Case for individuals
From Federated Social Web Incubator Group
Revision as of 04:18, 6 July 2012 by Mdejong
Why should ordinary individuals use federated social web tools?
- Choose where your data is - if at any point you are unhappy with the server that stores your data, then you can switch providers
- Choose tools and features - if at any point you are unhappy with the application features you have, then you can switch providers too
- Robustness - if at any point there is a technical failure or a provider goes out of business, then you can switch providers
- Free market consumer rights - given the ease with which you can switch, providers are forced to make the customer King to stay in business
- Jurisdiction over your data - if for instance you choose a European provider, then you are data is safe from government peeking by the Patriot Act.
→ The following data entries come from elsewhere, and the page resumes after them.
// Export templates. Rendered by `sessions::export` with minijinja; the HTML
// template is registered under an `.html` name so values are auto-escaped.

pub const SESSION_TEXT_TEMPLATE: &str = r#"MOCK INTERVIEW SUMMARY
======================
Scenario:    {{ scenario_name }}
Session:     {{ session_id }}
Industry:    {{ industry }}
Difficulty:  {{ difficulty }}
Status:      {{ status }}
Started:     {{ started_at }}
{% if finished_at %}Finished:    {{ finished_at }}
{% endif %}Estimated:   {{ estimated_duration_minutes }} min

PERFORMANCE
-----------
Completion:        {{ completion }} ({{ answered }}/{{ total_questions }} questions)
Total words:       {{ total_words }}
Average words:     {{ average_words }}
Average response:  {{ average_duration }}
{% for line in categories %}  {{ line.name }}: {{ line.count }}
{% endfor %}
TRANSCRIPT
----------
{% for r in responses %}
Q{{ r.number }} [{{ r.category }}] {{ r.question_text }}
  Words: {{ r.word_count }} | Time: {{ r.duration }}

{{ r.response_text }}
{% else %}
No responses recorded.
{% endfor %}
"#;

pub const SESSION_HTML_TEMPLATE: &str = r#"<!DOCTYPE html>
<html lang="en">
<head>
<meta charset="utf-8">
<title>{{ scenario_name }} - Mock Interview Summary</title>
</head>
<body>
<h1>{{ scenario_name }}</h1>
<table class="meta">
<tr><th>Session</th><td>{{ session_id }}</td></tr>
<tr><th>Industry</th><td>{{ industry }}</td></tr>
<tr><th>Difficulty</th><td>{{ difficulty }}</td></tr>
<tr><th>Status</th><td>{{ status }}</td></tr>
<tr><th>Started</th><td>{{ started_at }}</td></tr>
{% if finished_at %}<tr><th>Finished</th><td>{{ finished_at }}</td></tr>
{% endif %}<tr><th>Estimated</th><td>{{ estimated_duration_minutes }} min</td></tr>
</table>
<h2>Performance</h2>
<ul class="metrics">
<li>Completion: {{ completion }} ({{ answered }}/{{ total_questions }} questions)</li>
<li>Total words: {{ total_words }}</li>
<li>Average words: {{ average_words }}</li>
<li>Average response: {{ average_duration }}</li>
{% for line in categories %}<li>{{ line.name }}: {{ line.count }}</li>
{% endfor %}</ul>
<h2>Transcript</h2>
{% for r in responses %}<section class="response">
<h3>Q{{ r.number }} <small>{{ r.category }}</small></h3>
<p class="question">{{ r.question_text }}</p>
<p class="stats">Words: {{ r.word_count }} | Time: {{ r.duration }}</p>
<blockquote>{{ r.response_text }}</blockquote>
</section>
{% else %}<p>No responses recorded.</p>
{% endfor %}</body>
</html>
"#;
//! Hosts a `SessionController` for the lifetime of one interview screen.
//!
//! Timer ticks and user commands are multiplexed with `tokio::select!`; a
//! fresh `ScreenView` is published after every event. However the loop
//! ends, the controller is torn down before `run_screen` returns.

use serde::Serialize;
use tokio::sync::{mpsc, watch};
use tracing::{debug, info};
use uuid::Uuid;

use crate::practice::controller::{ControllerError, SessionController};
use crate::practice::phase::{Notice, Phase, TerminalReason};

#[derive(Debug, Clone, PartialEq, Eq)]
pub enum ScreenCommand {
    Input(String),
    Submit,
    RequestAbandon,
    ConfirmAbandon,
    CancelAbandon,
    ToggleStarGuide,
    RetryQuestion,
    Finalize,
    Close,
}

/// Where the host should navigate once the screen is gone.
#[derive(Debug, Clone, Copy, PartialEq, Eq)]
pub enum ScreenExit {
    /// The session is completed; show its summary.
    Summary(Uuid),
    Abandoned,
    /// The session could not be loaded.
    Redirect,
    Closed,
}

/// Render-ready snapshot of the controller.
#[derive(Debug, Clone, Default, PartialEq, Serialize)]
pub struct ScreenView {
    pub phase: &'static str,
    pub question_number: Option<usize>,
    pub total_questions: usize,
    pub prompt: Option<String>,
    pub expected_skills: Vec<String>,
    pub countdown: Option<u32>,
    pub elapsed_seconds: Option<u64>,
    pub word_count: usize,
    pub can_submit: bool,
    pub star_guide_open: bool,
    pub abandon_pending: bool,
    pub terminal: Option<TerminalReason>,
    /// Notices raised since the previous snapshot.
    pub notices: Vec<Notice>,
}

impl ScreenView {
    fn capture(controller: &mut SessionController) -> Self {
        let notices = controller.take_notices();
        let phase = controller.phase();
        let question = phase.question();
        let content = question.and_then(|q| q.content.as_ref());

        Self {
            phase: phase.name(),
            question_number: question.map(|q| q.reference.number),
            total_questions: controller.total(),
            prompt: content.map(|q| q.prompt.clone()),
            expected_skills: content
                .map(|q| q.expected_skills.clone())
                .unwrap_or_default(),
            countdown: match phase {
                Phase::Preview { remaining, .. } => Some(*remaining),
                _ => None,
            },
            elapsed_seconds: match phase {
                Phase::Answering { elapsed, .. } => Some(*elapsed),
                _ => None,
            },
            word_count: controller.word_count(),
            can_submit: controller.can_submit(),
            star_guide_open: controller.star_guide_open(),
            abandon_pending: controller.abandon_pending(),
            terminal: phase.terminal_reason(),
            notices,
        }
    }
}

fn exit_for(controller: &SessionController) -> Option<ScreenExit> {
    match controller.phase().terminal_reason()? {
        TerminalReason::Completed => Some(ScreenExit::Summary(controller.session_id())),
        TerminalReason::Abandoned => Some(ScreenExit::Abandoned),
        TerminalReason::Unavailable => Some(ScreenExit::Redirect),
        // Stays on screen until finalize succeeds.
        TerminalReason::SequenceExhausted => None,
    }
}

async fn apply(
    controller: &mut SessionController,
    command: ScreenCommand,
) -> Result<(), ControllerError> {
    match command {
        ScreenCommand::Input(text) => controller.update_draft(text),
        ScreenCommand::Submit => controller.submit().await.map(drop),
        ScreenCommand::RequestAbandon => controller.request_abandon(),
        ScreenCommand::ConfirmAbandon => controller.confirm_abandon().await.map(drop),
        ScreenCommand::CancelAbandon => {
            controller.cancel_abandon();
            Ok(())
        }
        ScreenCommand::ToggleStarGuide => controller.toggle_star_guide().map(drop),
        ScreenCommand::RetryQuestion => controller.retry_question_content().await.map(drop),
        ScreenCommand::Finalize => controller.finalize().await.map(drop),
        ScreenCommand::Close => Ok(()),
    }
}

/// Runs the screen until the session leaves it or the host closes it.
///
/// An exhausted session is finalized automatically; if that fails the
/// screen stays up and `ScreenCommand::Finalize` retries.
pub async fn run_screen(
    mut controller: SessionController,
    mut commands: mpsc::Receiver<ScreenCommand>,
    view: watch::Sender<ScreenView>,
) -> ScreenExit {
    let loaded = controller.load().await;
    view.send_replace(ScreenView::capture(&mut controller));

    let exit = if loaded.is_err() {
        ScreenExit::Redirect
    } else {
        loop {
            if controller.phase() == &Phase::Terminal(TerminalReason::SequenceExhausted) {
                if let Err(e) = controller.finalize().await {
                    debug!("Automatic finalize failed: {e}");
                }
                view.send_replace(ScreenView::capture(&mut controller));
            }
            if let Some(exit) = exit_for(&controller) {
                break exit;
            }

            tokio::select! {
                Some(tick) = controller.next_tick() => {
                    controller.on_tick(tick);
                }
                command = commands.recv() => match command {
                    None | Some(ScreenCommand::Close) => break ScreenExit::Closed,
                    Some(command) => {
                        if let Err(e) = apply(&mut controller, command).await {
                            debug!("Screen command rejected: {e}");
                        }
                    }
                },
            }

            view.send_replace(ScreenView::capture(&mut controller));
        }
    };

    info!(
        "Leaving interview screen for session {}: {exit:?}",
        controller.session_id()
    );
    controller.teardown().await;
    exit
}
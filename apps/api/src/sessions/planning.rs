use tracing::info;

use crate::errors::AppError;
use crate::models::session::NewSession;
use crate::questions::QuestionBank;
use crate::sessions::authority::StartSessionRequest;

/// Sequence length when the request does not set `question_limit`.
pub const DEFAULT_QUESTION_LIMIT: usize = 10;

/// Resolves a start request into the immutable parts of a new session.
///
/// The question sequence is the role's eligible questions in bank order,
/// truncated to the limit.
pub async fn plan_session(
    bank: &dyn QuestionBank,
    request: &StartSessionRequest,
) -> Result<NewSession, AppError> {
    let categories = request.categories.categories();
    if categories.is_empty() {
        return Err(AppError::Validation(
            "Select at least one question category".to_string(),
        ));
    }

    let role = bank.find_role(request.role_id).await?;
    if !role.industry.eq_ignore_ascii_case(request.industry.trim()) {
        return Err(AppError::Validation(format!(
            "Role '{}' does not belong to industry '{}'",
            role.name, request.industry
        )));
    }

    let limit = request
        .question_limit
        .unwrap_or(DEFAULT_QUESTION_LIMIT)
        .max(1);

    let question_sequence: Vec<_> = bank
        .eligible_questions(role.id, request.difficulty, &categories)
        .await?
        .into_iter()
        .take(limit)
        .map(|q| q.uuid)
        .collect();

    if question_sequence.is_empty() {
        return Err(AppError::UnprocessableEntity(format!(
            "No {} questions available for role '{}' in the selected categories",
            request.difficulty, role.name
        )));
    }

    let scenario_name = request
        .scenario_name
        .as_deref()
        .map(str::trim)
        .filter(|name| !name.is_empty())
        .map(str::to_string)
        .unwrap_or_else(|| format!("{} mock interview ({})", role.name, request.difficulty));

    let estimated_duration_minutes =
        question_sequence.len() as u32 * request.difficulty.minutes_per_question();

    info!(
        "Planned session for role {}: {} questions, ~{} min",
        role.id,
        question_sequence.len(),
        estimated_duration_minutes
    );

    Ok(NewSession {
        role_id: role.id,
        industry: role.industry,
        scenario_name,
        difficulty_level: request.difficulty,
        estimated_duration_minutes,
        question_sequence,
    })
}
Even if you live in the USA, then in case you run a federated social web server in your own home, the fourth amendment applies, and third parties (including big companies and governments) need either your explicit permission, or a police warrant before they are allowed to peek at your data
- Your data in one place - if you want to use more than one tool in your online social life, then you can choose a provider who offers all the tools you need, and have your data in one place, always working with your one same contacts list, one same calendar, and same news stream, regardless of which tool you are using with it
- I use my tool, you use yours - if some of the people you want to communicate with happen to use other tools than you, then thanks to the federated social web, you will still be able to interact. There are no walls that lock conversations to tools
- Depend on open technology - you depend on the tools you use, but not on the specific businesses developing those tools. Any competitor can at any point take over the development of a specific tool (although they may have to change its name), keeping you in control of your data and what you can do with it.